2024 was a year of shaping my taste and being humbled.
I spent most of 2024 doing my gap year from my undergrad. My initial plan was to fully dive into the math behind ML and build intuition on why it works so well. Here's what I thought back when I started:
"...I want to take the following year away from school to reach out to the things I wish to learn with my own curriculum with the goal of developing my depth of knowledge in both science and engineering. I will start from going over the fundamentals again and then branch out to tools and puzzle pieces which I believe will help me tackle larger problems in the years to come…"
- me back in march, 2024
And I mapped out the year ahead like this too:
It's odd but I wanted to take a gap year to study on my own.
Looking back, I had these two assumptions deep down:
- My time would be better spent outside of taking coursework that zoom past the content & give tedious homeworks
- I can manage to cover multiple directions(theory, systems, interpretability, bio) in ML if I was just given the time
And now at the end of the gap year, I realized I was rash about these assumptions. Here’s a summary of how my viewpoints have changed.
I realized...
- Multiple directions of research cannot be covered at once, especially when I have weak foundations in them
- Best way to build strong foundations is through in-person coursework
- What felt like “zooming past the content” was actually the professor’s good balance between breadth vs depth to teach what’s practical
- Having a group of friends to work/learn together with is a big support factor
- I should focus on building advanced foundations in practical, hard skills that are transferable rather than niche ones
- good example: algorithms, computer systems
- bad example: SE(3) diffusion
- I like performance engineering a lot
- I love the certainty in progress metrics and clear explainability
I still believe...
- Strong foundations are the #1 factor to tackling larger questions
- (Creating new approaches) >>> (HUGE WALL) >>> (Understanding new approaches)
- And and this jump comes from how strong my foundations in that field are
What did I actually do?
March - April: Review optimization & probability + Paper perusing
One difficult thing from this period was finding the balance between breadth vs depth in terms of review content. Some days I would feel unproductive for going unnecessarily too deep into one very niche topic. And I realized course syllabi actually do a good job managing this balance, especially since not all parts of a thick textbook on X is relevant.
Another thing was that it got lonely quickly. The idea of studying in my own world by myself was less ideal than how I thought it would be.
I wanted to find a team to either study or do projects with.
May - August: Worked in a uni lab project for protein-nucleic acid complex structure estimation
I joined Seoul National Uni's ML lab that was working on a Bio ML project. AlphaFold 3(AF3) came out the week after I joined and the mix of excitement and hints of sadness were apparent in the team.
The sources of sadness were a complicated mix. There was spite for AF3 being closed-source and also some powerlessness in seeing the disparity of compute. But the largest source of discontent seemed to stem from its heavy emphasis on engineering rather than science in the building of AF3.

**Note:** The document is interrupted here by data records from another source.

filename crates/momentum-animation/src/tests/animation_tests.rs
use super::*;

#[test]
fn easing_linear_is_identity() {
    assert_eq!(Easing::Linear.transform(0.0), 0.0);
    assert_eq!(Easing::Linear.transform(0.5), 0.5);
    assert_eq!(Easing::Linear.transform(1.0), 1.0);
}

#[test]
fn easing_bounds_are_correct() {
    let easings = [
        Easing::Linear,
        Easing::Ease,
        Easing::EaseIn,
        Easing::EaseOut,
        Easing::EaseInOut,
        Easing::CubicBezier(0.1, 0.7, 0.1, 1.0),
    ];

    for easing in easings {
        let start = easing.transform(0.0);
        let end = easing.transform(1.0);
        assert!(
            (start - 0.0).abs() < 0.01,
            "Start should be ~0 for {:?}",
            easing
        );
        assert!(
            (end - 1.0).abs() < 0.01,
            "End should be ~1 for {:?}",
            easing
        );
    }
}

#[test]
fn easing_is_monotonic() {
    for easing in [Easing::Ease, Easing::EaseIn, Easing::EaseOut, Easing::EaseInOut] {
        let mut prev = 0.0;
        for i in 0..=50 {
            let value = easing.transform(i as f32 / 50.0);
            assert!(
                value + 1e-4 >= prev,
                "{:?} decreased at step {}: {} < {}",
                easing,
                i,
                value,
                prev
            );
            prev = value;
        }
    }
}

#[test]
fn default_easing_is_ease() {
    assert_eq!(Easing::default(), Easing::Ease);
    // `ease` front-loads progress.
    assert!(Easing::Ease.transform(0.5) > 0.5);
}

#[test]
fn point_lerp_interpolates_both_axes() {
    let from = Point::new(0.0, -100.0);
    let to = Point::new(50.0, 100.0);
    assert_eq!(from.lerp(&to, 0.5), Point::new(25.0, 0.0));
    assert_eq!(from.lerp(&to, 1.0), to);
}
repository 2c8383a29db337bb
//! Pure math/data for offsets and extents in Momentum
//!
//! This crate contains the coordinate and extent value types shared by the
//! animation and gesture crates.

mod geometry;

pub use geometry::*;

pub mod prelude {
    pub use crate::geometry::{Point, Size};
}
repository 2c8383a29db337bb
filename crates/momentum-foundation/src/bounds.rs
//! Scroll bounds and the per-axis rules that act on them.

use momentum_ui_graphics::{Point, Size};

/// Valid offset range for a surface.
///
/// Offsets are translations of the content, so scrolling towards the end of
/// the content moves them negative: `max` is always the origin and `min` is
/// `-(content - viewport)` per axis.
#[derive(Clone, Copy, Debug, PartialEq, Default)]
pub struct ScrollBounds {
    pub min: Point,
    pub max: Point,
}

impl ScrollBounds {
    /// Derives bounds from content and viewport extents.
    ///
    /// Content that fits the viewport yields `min == max` on that axis, which
    /// pins the axis during drags.
    pub fn from_extents(content: Size, viewport: Size) -> Self {
        Self {
            min: Point::new(
                -(content.width - viewport.width).max(0.0),
                -(content.height - viewport.height).max(0.0),
            ),
            max: Point::ZERO,
        }
    }

    pub fn is_x_out_of_bounds(&self, point: &Point) -> bool {
        point.x < self.min.x || point.x > self.max.x
    }

    pub fn is_y_out_of_bounds(&self, point: &Point) -> bool {
        point.y < self.min.y || point.y > self.max.y
    }

    pub fn is_out_of_bounds(&self, point: &Point) -> bool {
        self.is_y_out_of_bounds(point) || self.is_x_out_of_bounds(point)
    }

    pub fn is_x_fixed(&self) -> bool {
        self.min.x == self.max.x
    }

    pub fn is_y_fixed(&self) -> bool {
        self.min.y == self.max.y
    }

    pub fn clamp(&self, point: Point) -> Point {
        point.clamped(&self.min, &self.max)
    }

    /// Collapses axes without scrollable range onto their only valid value.
    pub fn pin_fixed_axes(&self, point: &mut Point) {
        if self.is_x_fixed() {
            point.x = self.min.x;
        }
        if self.is_y_fixed() {
            point.y = self.min.y;
        }
    }

    /// Dampens how far an out-of-bounds drag offset strays past its bound.
    ///
    /// Axes inside the range are left alone. Positive overshoot is divided by
    /// `resistance_divisor`; overshoot past `min` gives back
    /// `overage / overage_divisor`.
    pub fn apply_resistance(
        &self,
        point: &mut Point,
        resistance_divisor: f32,
        overage_divisor: f32,
    ) {
        if self.is_y_out_of_bounds(point) {
            point.y = resist(point.y, self.min.y, resistance_divisor, overage_divisor);
        }
        if self.is_x_out_of_bounds(point) {
            point.x = resist(point.x, self.min.x, resistance_divisor, overage_divisor);
        }
    }

    /// Limits a momentum projection so it cannot leave the screen.
    ///
    /// Per axis, `extra = viewport * overscroll_fraction`. Crossing
    /// `max + extra` (or `min - extra`) from inside the range stops exactly at
    /// that limit; every other projection is clamped into `[min, max]`.
    pub fn keep_on_screen(
        &self,
        point: &mut Point,
        last: &Point,
        viewport: Size,
        overscroll_fraction: f32,
    ) {
        let extra = viewport.scale(overscroll_fraction);
        point.y = keep_axis_on_screen(point.y, last.y, self.min.y, self.max.y, extra.height);
        point.x = keep_axis_on_screen(point.x, last.x, self.min.x, self.max.x, extra.width);
    }
}

fn resist(value: f32, min: f32, resistance_divisor: f32, overage_divisor: f32) -> f32 {
    if value > 0.0 {
        value / resistance_divisor
    } else {
        let overage = min - value;
        value + overage / overage_divisor
    }
}

fn keep_axis_on_screen(value: f32, last: f32, min: f32, max: f32, extra: f32) -> f32 {
    if value > max + extra && last <= max {
        max + extra
    } else if value < min - extra && last >= min {
        min - extra
    } else {
        value.max(min).min(max)
    }
}
//! Easing curves and interpolation used by offset transitions.

use momentum_ui_graphics::Point;

/// Trait for types that can be linearly interpolated.
pub trait Lerp {
    fn lerp(&self, target: &Self, fraction: f32) -> Self;
}

impl Lerp for f32 {
    fn lerp(&self, target: &Self, fraction: f32) -> Self {
        self + (target - self) * fraction
    }
}

impl Lerp for Point {
    fn lerp(&self, target: &Self, fraction: f32) -> Self {
        Point::new(self.x.lerp(&target.x, fraction), self.y.lerp(&target.y, fraction))
    }
}

/// Timing functions for offset transitions.
///
/// These are the keyword curves a compositor transition understands; `Ease`
/// is what a transition uses when nothing else is configured.
#[derive(Debug, Clone, Copy, PartialEq, Default)]
pub enum Easing {
    /// Linear interpolation (no easing).
    Linear,
    /// cubic-bezier(0.25, 0.1, 0.25, 1.0)
    #[default]
    Ease,
    /// cubic-bezier(0.42, 0.0, 1.0, 1.0)
    EaseIn,
    /// cubic-bezier(0.0, 0.0, 0.58, 1.0)
    EaseOut,
    /// cubic-bezier(0.42, 0.0, 0.58, 1.0)
    EaseInOut,
    /// Arbitrary control points `(x1, y1, x2, y2)`.
    CubicBezier(f32, f32, f32, f32),
}

impl Easing {
    /// Apply the easing function to a linear fraction [0, 1].
    pub fn transform(&self, fraction: f32) -> f32 {
        match *self {
            Easing::Linear => fraction.clamp(0.0, 1.0),
            Easing::Ease => cubic_bezier(0.25, 0.1, 0.25, 1.0, fraction),
            Easing::EaseIn => cubic_bezier(0.42, 0.0, 1.0, 1.0, fraction),
            Easing::EaseOut => cubic_bezier(0.0, 0.0, 0.58, 1.0, fraction),
            Easing::EaseInOut => cubic_bezier(0.42, 0.0, 0.58, 1.0, fraction),
            Easing::CubicBezier(x1, y1, x2, y2) => cubic_bezier(x1, y1, x2, y2, fraction),
        }
    }
}

/// Evaluates the unit cubic bezier with control points `(x1, y1)` and
/// `(x2, y2)` at the given x fraction.
fn cubic_bezier(x1: f32, y1: f32, x2: f32, y2: f32, fraction: f32) -> f32 {
    if fraction <= 0.0 {
        return 0.0;
    }
    if fraction >= 1.0 {
        return 1.0;
    }

    let cx = 3.0 * x1;
    let bx = 3.0 * (x2 - x1) - cx;
    let ax = 1.0 - cx - bx;

    let cy = 3.0 * y1;
    let by = 3.0 * (y2 - y1) - cy;
    let ay = 1.0 - cy - by;

    fn sample_curve(a: f32, b: f32, c: f32, t: f32) -> f32 {
        ((a * t + b) * t + c) * t
    }

    fn sample_derivative(a: f32, b: f32, c: f32, t: f32) -> f32 {
        (3.0 * a * t + 2.0 * b) * t + c
    }

    // Newton-Raphson for the parametric t matching x, kept inside [0, 1].
    let mut t = fraction;
    let mut converged = false;
    for _ in 0..8 {
        let x = sample_curve(ax, bx, cx, t) - fraction;
        if x.abs() < 1e-6 {
            converged = true;
            break;
        }
        let dx = sample_derivative(ax, bx, cx, t);
        if dx.abs() < 1e-6 {
            break;
        }
        t = (t - x / dx).clamp(0.0, 1.0);
    }

    if !converged {
        let mut t0 = 0.0;
        let mut t1 = 1.0;
        t = fraction;
        for _ in 0..16 {
            let delta = sample_curve(ax, bx, cx, t) - fraction;
            if delta.abs() < 1e-6 {
                break;
            }
            if delta > 0.0 {
                t1 = t;
            } else {
                t0 = t;
            }
            t = 0.5 * (t0 + t1);
        }
    }

    sample_curve(ay, by, cy, t)
}

#[cfg(test)]
#[path = "tests/animation_tests.rs"]
mod tests;
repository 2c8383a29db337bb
//! Assertion utilities for robot testing
//!
//! Offsets come out of eased transitions and float arithmetic, so most checks
//! compare within a tolerance.

use momentum_ui_graphics::Point;

/// Assert that a value is within `tolerance` of `expected`.
pub fn assert_approx_eq(actual: f32, expected: f32, tolerance: f32, msg: &str) {
    let diff = (actual - expected).abs();
    assert!(
        diff <= tolerance,
        "{}: expected {} (±{}), got {} (diff: {})",
        msg,
        expected,
        tolerance,
        actual,
        diff
    );
}

/// Assert that both coordinates of a point are within `tolerance`.
pub fn assert_point_approx_eq(actual: Point, expected: Point, tolerance: f32, msg: &str) {
    assert_approx_eq(actual.x, expected.x, tolerance, &format!("{} - x", msg));
    assert_approx_eq(actual.y, expected.y, tolerance, &format!("{} - y", msg));
}

/// Assert that `point` lies inside the box spanned by `min` and `max`.
pub fn assert_within(point: Point, min: Point, max: Point, msg: &str) {
    assert!(
        point.x >= min.x && point.x <= max.x && point.y >= min.y && point.y <= max.y,
        "{}: {:?} outside [{:?}, {:?}]",
        msg,
        point,
        min,
        max
    );
}

/// Assert that a sequence of values never decreases.
pub fn assert_non_decreasing(values: &[f32], msg: &str) {
    for pair in values.windows(2) {
        assert!(
            pair[1] >= pair[0],
            "{}: {} followed by {} in {:?}",
            msg,
            pair[0],
            pair[1],
            values
        );
    }
}
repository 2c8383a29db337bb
pub mod input;
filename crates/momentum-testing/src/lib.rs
//! Testing utilities and harness for Momentum

pub mod recording;
pub mod robot;
pub mod robot_assertions;

pub use recording::*;
pub use robot::*;

pub mod prelude {
    pub use crate::recording::*;
    pub use crate::robot::*;
    pub use crate::robot_assertions;
}
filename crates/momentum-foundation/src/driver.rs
//! Wires a [`Scrollable`] to a surface, an animator and an event scope.
//!
//! The state machine only describes what should happen; [`ScrollDriver`]
//! applies those effects. Momentum completions come back asynchronously
//! through the animator, so the scrollable lives behind `Rc<RefCell<_>>` and
//! completion callbacks hold a `Weak` handle to it.

use std::cell::{Cell, RefCell};
use std::rc::{Rc, Weak};

use momentum_animation::{Animator, TransitionEnd};
use momentum_ui_graphics::Point;

use crate::bounds::ScrollBounds;
use crate::config::{ScrollConfig, ScrollConfigError};
use crate::nodes::input::tracking::{EventScope, TrackingGuard};
use crate::nodes::input::types::{PointerEvent, PointerEventKind};
use crate::scrollable::{AnimationCommand, Effect, GestureOutcome, GesturePhase, Scrollable};
use crate::surface::{ScrollSurface, SurfaceMetrics};

/// Incremented on every press. A completion issued under an older gesture is
/// stale and must not advance the state machine.
type GestureGeneration = Rc<Cell<u64>>;

pub struct ScrollDriver<S, A>
where
    S: ScrollSurface,
    A: Animator + Clone + 'static,
{
    scrollable: Rc<RefCell<Scrollable>>,
    surface: S,
    animator: A,
    scope: Rc<dyn EventScope>,
    tracking: Option<TrackingGuard>,
    generation: GestureGeneration,
}

impl<S, A> ScrollDriver<S, A>
where
    S: ScrollSurface,
    A: Animator + Clone + 'static,
{
    pub fn new(
        surface: S,
        animator: A,
        scope: Rc<dyn EventScope>,
        config: ScrollConfig,
    ) -> Result<Self, ScrollConfigError> {
        Ok(Self {
            scrollable: Rc::new(RefCell::new(Scrollable::try_new(config)?)),
            surface,
            animator,
            scope,
            tracking: None,
            generation: Rc::new(Cell::new(0)),
        })
    }

    /// Feeds one pointer event through the state machine and applies the
    /// resulting effects.
    ///
    /// Presses are always handled. Moves, releases and cancels are only routed
    /// while a gesture holds tracking, mirroring listeners that exist only for
    /// the length of a gesture.
    pub fn dispatch(&mut self, event: &PointerEvent) -> Option<GestureOutcome> {
        if event.kind != PointerEventKind::Down && self.tracking.is_none() {
            log::trace!("{:?} dropped: no gesture is tracking", event.kind);
            return None;
        }
        if event.kind == PointerEventKind::Down {
            self.generation.set(self.generation.get().wrapping_add(1));
            log::debug!(
                "{:?} press {} at {:?}",
                event.pointer_type,
                event.id,
                event.position
            );
        }

        let transition = {
            let surface = &self.surface;
            self.scrollable
                .borrow_mut()
                .handle(event, || SurfaceMetrics::read(surface))
        };

        for effect in transition.effects {
            match effect {
                Effect::AcquireTracking => {
                    if self.tracking.is_none() {
                        self.tracking = Some(TrackingGuard::acquire(Rc::clone(&self.scope)));
                    }
                }
                Effect::ReleaseTracking => {
                    self.tracking = None;
                }
                Effect::SuppressDefault => event.consume(),
                Effect::Animate(command) => {
                    issue(&self.animator, &self.scrollable, &self.generation, command)
                }
            }
        }

        if let Some(outcome) = &transition.outcome {
            log::debug!("gesture ended: {:?}", outcome);
        }
        transition.outcome
    }

    /// Logical offset of the content.
    pub fn offset(&self) -> Point {
        self.scrollable.borrow().current()
    }

    pub fn phase(&self) -> GesturePhase {
        self.scrollable.borrow().phase()
    }

    pub fn bounds(&self) -> ScrollBounds {
        self.scrollable.borrow().bounds()
    }

    pub fn is_at_rest(&self) -> bool {
        self.scrollable.borrow().is_at_rest()
    }

    pub fn is_tracking(&self) -> bool {
        self.tracking.is_some()
    }

    pub fn surface(&self) -> &S {
        &self.surface
    }

    pub fn surface_mut(&mut self) -> &mut S {
        &mut self.surface
    }

    pub fn animator(&self) -> &A {
        &self.animator
    }
}

/// Hands `command` to the animator. Commands that await completion get a
/// callback that reports back to the scrollable and issues whatever follows.
fn issue<A>(
    animator: &A,
    scrollable: &Rc<RefCell<Scrollable>>,
    generation: &GestureGeneration,
    command: AnimationCommand,
) where
    A: Animator + Clone + 'static,
{
    animator.set_transition_duration(command.duration_secs);
    let on_complete = command.await_completion.then(|| {
        completion(
            animator.clone(),
            Rc::downgrade(scrollable),
            Rc::clone(generation),
        )
    });
    animator.set_offset(command.target, on_complete);
}

fn completion<A>(
    animator: A,
    scrollable: Weak<RefCell<Scrollable>>,
    generation: GestureGeneration,
) -> TransitionEnd
where
    A: Animator + Clone + 'static,
{
    let issued_under = generation.get();
    Box::new(move || {
        if generation.get() != issued_under {
            log::trace!("stale transition end ignored");
            return;
        }
        let Some(scrollable) = scrollable.upgrade() else {
            return;
        };
        let transition = scrollable.borrow_mut().transition_finished();
        for command in transition.animations() {
            issue(&animator, &scrollable, &generation, *command);
        }
    })
}

#[cfg(test)]
#[path = "tests/driver_tests.rs"]
mod tests;
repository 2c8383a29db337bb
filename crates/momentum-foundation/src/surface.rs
//! Measurement queries against the scrolled surface.

use momentum_ui_graphics::{Point, Size};

/// The scrolled surface as seen by the gesture driver.
pub trait ScrollSurface {
    /// Full extent of the scrollable content.
    fn content_size(&self) -> Size;

    /// Extent of the visible window onto the content.
    fn viewport_size(&self) -> Size;

    /// Offset the content is actually rendered at, which lags the logical
    /// offset while a transition is in flight.
    fn rendered_offset(&self) -> Point;
}

/// Snapshot of a [`ScrollSurface`] taken when a gesture starts.
#[derive(Clone, Copy, Debug, PartialEq, Default)]
pub struct SurfaceMetrics {
    pub content: Size,
    pub viewport: Size,
    pub rendered_offset: Point,
}

impl SurfaceMetrics {
    pub fn new(content: Size, viewport: Size, rendered_offset: Point) -> Self {
        Self {
            content,
            viewport,
            rendered_offset,
        }
    }

    pub fn read<S: ScrollSurface + ?Sized>(surface: &S) -> Self {
        Self {
            content: surface.content_size(),
            viewport: surface.viewport_size(),
            rendered_offset: surface.rendered_offset(),
        }
    }
}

But I loved AF3's emphasis on parallelization and efficiency. It seemed ironic to me that a large company like DeepMind focused on more compute-efficiency than us, who were very GPU-poor compared to them. That's why most of my time on the project was spent on finding how to make the model more efficient and faster.
This was my first taste of optimization and by the end I got the model to run 3x faster, but the more important part was discovering how I loved the systematic process of identifying bottlenecks and seeing concrete improvements in speed.
The interpretable and concrete side to performance drew me in. I often felt lost in deep learning whenever I couldn’t explain what the model was actually doing under the hood.
September: Hooked on GPU Performance techniques & went through a textbook
Being hooked on performance, I wanted to have a more fundamental approach so I picked up a GPU performance textbook.
But the more I learned, I noticed how methods for performance enhancements are all just based on a good understanding of fundamental computer systems.
I realized that I needed a much stronger base for systems knowledge. And this was when I decided to go back to school since there's good coursework and friends to learn together with.
It was a funny realization to see that I spent a gap year to realize how important coursework is along with having a group of friends to work together with.
October - December: Contract work for DL for audio + Open source for Performance libraries(SGLang & HuggingFace Accelerators) + less ML and more books and movies
These months were more chill and I relaxed a lot. I also travelled to hokkaido, japan.
Gap year conclusions
Going back, I want to build more advanced hard skills in Systems to be good at making things faster and efficient.
I don't have a grand application for this in mind yet. Mostly because the upper limit of whatever application I think of now is limited by the small amount of knowledge I currently have.
I'll put my head down and work. Then I'll begin to see more of what I could do.